§ Collected data:

----

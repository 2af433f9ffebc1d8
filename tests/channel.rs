//! Integration tests for the push channel, run against local WebSocket
//! servers spun up per test.

use std::sync::atomic::{AtomicUsize, Ordering};
use std::sync::{Arc, Mutex};
use std::time::Duration;

use futures::{SinkExt, StreamExt};
use serde_json::Value;
use tokio::net::TcpListener;
use tokio::time::sleep;
use tokio_tungstenite::tungstenite::Message;

use rvc_monitor_rs::{ChannelConfig, ChannelManager, ConnectionState};

struct WsServer {
    url: String,
    accepts: Arc<AtomicUsize>,
}

/// Opt-in tracing output for debugging a failing test (RUST_LOG=debug).
fn init_tracing() {
    let _ = tracing_subscriber::fmt()
        .with_env_filter(tracing_subscriber::EnvFilter::from_default_env())
        .try_init();
}

/// Accepts WebSocket connections, counts completed handshakes, sends the
/// given frames to each client, then either holds the connection open or
/// drops it immediately.
async fn spawn_ws_server(frames: Vec<String>, drop_after_send: bool) -> WsServer {
    init_tracing();
    let listener = TcpListener::bind("127.0.0.1:0").await.unwrap();
    let url = format!("ws://{}", listener.local_addr().unwrap());
    let accepts = Arc::new(AtomicUsize::new(0));

    let counter = Arc::clone(&accepts);
    tokio::spawn(async move {
        loop {
            let Ok((stream, _)) = listener.accept().await else {
                return;
            };
            let frames = frames.clone();
            let counter = Arc::clone(&counter);
            tokio::spawn(async move {
                let mut ws = match tokio_tungstenite::accept_async(stream).await {
                    Ok(ws) => ws,
                    Err(_) => return,
                };
                counter.fetch_add(1, Ordering::SeqCst);
                for frame in frames {
                    if ws.send(Message::text(frame)).await.is_err() {
                        return;
                    }
                }
                if !drop_after_send {
                    while let Some(frame) = ws.next().await {
                        if frame.is_err() {
                            break;
                        }
                    }
                }
            });
        }
    });

    WsServer { url, accepts }
}

/// Accepts raw TCP connections and drops them before the WebSocket
/// handshake completes, so every connect attempt fails but is countable.
async fn spawn_refusing_server() -> WsServer {
    init_tracing();
    let listener = TcpListener::bind("127.0.0.1:0").await.unwrap();
    let url = format!("ws://{}", listener.local_addr().unwrap());
    let accepts = Arc::new(AtomicUsize::new(0));

    let counter = Arc::clone(&accepts);
    tokio::spawn(async move {
        loop {
            let Ok((stream, _)) = listener.accept().await else {
                return;
            };
            counter.fetch_add(1, Ordering::SeqCst);
            drop(stream);
        }
    });

    WsServer { url, accepts }
}

fn config(url: &str, max_attempts: u32, interval_ms: u64) -> ChannelConfig {
    ChannelConfig {
        endpoint_url: url.to_string(),
        max_reconnect_attempts: max_attempts,
        reconnect_interval: Duration::from_millis(interval_ms),
    }
}

fn recording_subscriber(
    log: Arc<Mutex<Vec<(u32, Value)>>>,
    tag: u32,
) -> impl Fn(&Value) + Send + Sync + 'static {
    move |data: &Value| log.lock().unwrap().push((tag, data.clone()))
}

#[tokio::test(flavor = "multi_thread")]
async fn status_update_reaches_both_subscribers_in_order() {
    let server = spawn_ws_server(
        vec![r#"{"type":"status_update","data":{"temp":42}}"#.to_string()],
        false,
    )
    .await;

    let manager = ChannelManager::new(config(&server.url, 0, 100)).unwrap();
    let log = Arc::new(Mutex::new(Vec::new()));
    manager.subscribe(recording_subscriber(Arc::clone(&log), 1)).await;
    manager.subscribe(recording_subscriber(Arc::clone(&log), 2)).await;

    manager.connect().await.unwrap();
    sleep(Duration::from_millis(200)).await;

    let log = log.lock().unwrap();
    assert_eq!(log.len(), 2, "each subscriber receives the payload exactly once");
    assert_eq!(log[0].0, 1);
    assert_eq!(log[1].0, 2);
    assert!(log.iter().all(|(_, data)| data["temp"] == 42));
}

#[tokio::test(flavor = "multi_thread")]
async fn malformed_and_foreign_frames_are_dropped() {
    let server = spawn_ws_server(
        vec![
            "this is not json".to_string(),
            r#"{"type":"pong","data":{"temp":1}}"#.to_string(),
            r#"{"type":"status_update","data":{"battery":88}}"#.to_string(),
        ],
        false,
    )
    .await;

    let manager = ChannelManager::new(config(&server.url, 0, 100)).unwrap();
    let log = Arc::new(Mutex::new(Vec::new()));
    manager.subscribe(recording_subscriber(Arc::clone(&log), 1)).await;

    manager.connect().await.unwrap();
    sleep(Duration::from_millis(200)).await;

    // Only the status_update got through, and the channel survived.
    {
        let log = log.lock().unwrap();
        assert_eq!(log.len(), 1);
        assert_eq!(log[0].1["battery"], 88);
    }
    assert_eq!(manager.state().await, ConnectionState::Connected);
}

#[tokio::test(flavor = "multi_thread")]
async fn unsubscribed_listener_receives_nothing() {
    let server = spawn_ws_server(
        vec![r#"{"type":"status_update","data":{"state":"docked"}}"#.to_string()],
        false,
    )
    .await;

    let manager = ChannelManager::new(config(&server.url, 0, 100)).unwrap();
    let log = Arc::new(Mutex::new(Vec::new()));
    let keep = manager.subscribe(recording_subscriber(Arc::clone(&log), 1)).await;
    let gone = manager.subscribe(recording_subscriber(Arc::clone(&log), 2)).await;

    assert!(manager.unsubscribe(gone).await);
    assert!(!manager.unsubscribe(gone).await, "second removal is a no-op");
    assert_eq!(manager.listener_count().await, 1);

    manager.connect().await.unwrap();
    sleep(Duration::from_millis(200)).await;

    let log = log.lock().unwrap();
    assert_eq!(log.len(), 1);
    assert_eq!(log[0].0, 1);
    let _ = keep;
}

#[tokio::test(flavor = "multi_thread")]
async fn resubscribing_same_handle_delivers_once() {
    let server = spawn_ws_server(
        vec![r#"{"type":"status_update","data":{"temp":42}}"#.to_string()],
        false,
    )
    .await;

    let manager = ChannelManager::new(config(&server.url, 0, 100)).unwrap();
    let log = Arc::new(Mutex::new(Vec::new()));
    let id = manager.subscribe(recording_subscriber(Arc::clone(&log), 1)).await;

    // Same handle again: registration is idempotent.
    let duplicate: rvc_monitor_rs::StatusListener =
        Arc::new(recording_subscriber(Arc::clone(&log), 1));
    assert!(!manager.subscribe_with_id(id, duplicate).await);
    assert_eq!(manager.listener_count().await, 1);

    manager.connect().await.unwrap();
    sleep(Duration::from_millis(200)).await;

    assert_eq!(log.lock().unwrap().len(), 1, "one registration, one delivery");

    // After unsubscribing, the handle can be registered again.
    assert!(manager.unsubscribe(id).await);
    let replacement: rvc_monitor_rs::StatusListener =
        Arc::new(recording_subscriber(Arc::clone(&log), 2));
    assert!(manager.subscribe_with_id(id, replacement).await);
    assert_eq!(manager.listener_count().await, 1);
}

#[tokio::test(flavor = "multi_thread")]
async fn connect_is_noop_while_connected() {
    let server = spawn_ws_server(vec![], false).await;

    let manager = ChannelManager::new(config(&server.url, 0, 100)).unwrap();
    manager.connect().await.unwrap();
    manager.connect().await.unwrap();
    sleep(Duration::from_millis(100)).await;

    assert_eq!(server.accepts.load(Ordering::SeqCst), 1);
    assert!(manager.is_connected().await);
}

#[tokio::test(flavor = "multi_thread")]
async fn concurrent_connects_open_one_socket() {
    let server = spawn_ws_server(vec![], false).await;

    let manager = ChannelManager::new(config(&server.url, 0, 100)).unwrap();
    let mut joins = Vec::new();
    for _ in 0..8 {
        let clone = manager.clone();
        joins.push(tokio::spawn(async move { clone.connect().await }));
    }
    for join in joins {
        join.await.unwrap().unwrap();
    }
    sleep(Duration::from_millis(100)).await;

    assert_eq!(
        server.accepts.load(Ordering::SeqCst),
        1,
        "simultaneous connects share a single socket"
    );
    assert!(manager.is_connected().await);
}

#[tokio::test(flavor = "multi_thread")]
async fn retries_are_bounded_and_evenly_spaced() {
    let server = spawn_refusing_server().await;

    // Two retries at ~100ms and ~200ms after the initial failure, then
    // quiescence.
    let manager = ChannelManager::new(config(&server.url, 2, 100)).unwrap();
    assert!(manager.connect().await.is_err());

    sleep(Duration::from_millis(600)).await;
    assert_eq!(
        server.accepts.load(Ordering::SeqCst),
        3,
        "initial attempt plus exactly two automatic retries"
    );

    sleep(Duration::from_millis(300)).await;
    assert_eq!(server.accepts.load(Ordering::SeqCst), 3, "no further attempts");
    assert_eq!(manager.state().await, ConnectionState::Disconnected);

    // Explicit connect re-arms the budget.
    assert!(manager.connect().await.is_err());
    assert!(server.accepts.load(Ordering::SeqCst) >= 4);
    manager.shutdown().await.unwrap();
}

#[tokio::test(flavor = "multi_thread")]
async fn successful_connection_rearms_retry_budget() {
    // Server drops every connection right after the handshake. With a budget
    // of one, reconnection would stop after two handshakes total unless a
    // success resets the counter.
    let server = spawn_ws_server(vec![], true).await;

    let manager = ChannelManager::new(config(&server.url, 1, 100)).unwrap();
    manager.connect().await.unwrap();

    sleep(Duration::from_millis(700)).await;
    assert!(
        server.accepts.load(Ordering::SeqCst) >= 3,
        "each successful connection resets the budget, so reconnects keep coming"
    );
    manager.shutdown().await.unwrap();
}

#[tokio::test(flavor = "multi_thread")]
async fn manual_disconnect_suppresses_reconnect() {
    let server = spawn_ws_server(vec![], false).await;

    let manager = ChannelManager::new(config(&server.url, 5, 100)).unwrap();
    manager.connect().await.unwrap();
    assert_eq!(server.accepts.load(Ordering::SeqCst), 1);

    manager.disconnect().await.unwrap();
    assert_eq!(manager.state().await, ConnectionState::Disconnected);

    sleep(Duration::from_millis(500)).await;
    assert_eq!(
        server.accepts.load(Ordering::SeqCst),
        1,
        "no automatic reconnect after an explicit disconnect"
    );
}

#[tokio::test(flavor = "multi_thread")]
async fn disconnect_retracts_pending_reconnect() {
    let server = spawn_refusing_server().await;

    let manager = ChannelManager::new(config(&server.url, 5, 200)).unwrap();
    assert!(manager.connect().await.is_err());
    let after_connect = server.accepts.load(Ordering::SeqCst);

    // A retry is now waiting on its timer; disconnect must retract it.
    manager.disconnect().await.unwrap();
    sleep(Duration::from_millis(700)).await;

    assert_eq!(server.accepts.load(Ordering::SeqCst), after_connect);
}

#[tokio::test(flavor = "multi_thread")]
async fn set_endpoint_disconnects_then_connects_to_new_url() {
    let first = spawn_ws_server(vec![], false).await;
    let second = spawn_ws_server(vec![], false).await;

    let manager = ChannelManager::new(config(&first.url, 0, 100)).unwrap();
    manager.connect().await.unwrap();
    assert_eq!(first.accepts.load(Ordering::SeqCst), 1);

    manager.set_endpoint(&second.url).await.unwrap();

    assert!(manager.is_connected().await);
    assert_eq!(manager.endpoint().await, second.url);
    assert_eq!(second.accepts.load(Ordering::SeqCst), 1);
    assert_eq!(first.accepts.load(Ordering::SeqCst), 1, "old endpoint not re-dialed");

    // Same URL again is a no-op.
    manager.set_endpoint(&second.url).await.unwrap();
    sleep(Duration::from_millis(100)).await;
    assert_eq!(second.accepts.load(Ordering::SeqCst), 1);
}

#[tokio::test(flavor = "multi_thread")]
async fn set_endpoint_while_disconnected_only_updates_config() {
    let server = spawn_ws_server(vec![], false).await;

    let manager = ChannelManager::new(config("ws://127.0.0.1:1", 0, 100)).unwrap();
    manager.set_endpoint(&server.url).await.unwrap();

    assert_eq!(manager.endpoint().await, server.url);
    assert_eq!(manager.state().await, ConnectionState::Disconnected);
    assert_eq!(server.accepts.load(Ordering::SeqCst), 0);

    manager.connect().await.unwrap();
    assert!(manager.is_connected().await);
}

#[tokio::test(flavor = "multi_thread")]
async fn builder_rejects_invalid_configuration() {
    assert!(ChannelManager::new(config("not a url", 5, 100)).is_err());
    assert!(ChannelManager::new(config("ws://127.0.0.1:5005", 5, 0)).is_err());
}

----

Where does the word "registration" occur in the records? Return every line that holds it.

    // Same handle again: registration is idempotent.
    assert_eq!(log.lock().unwrap().len(), 1, "one registration, one delivery");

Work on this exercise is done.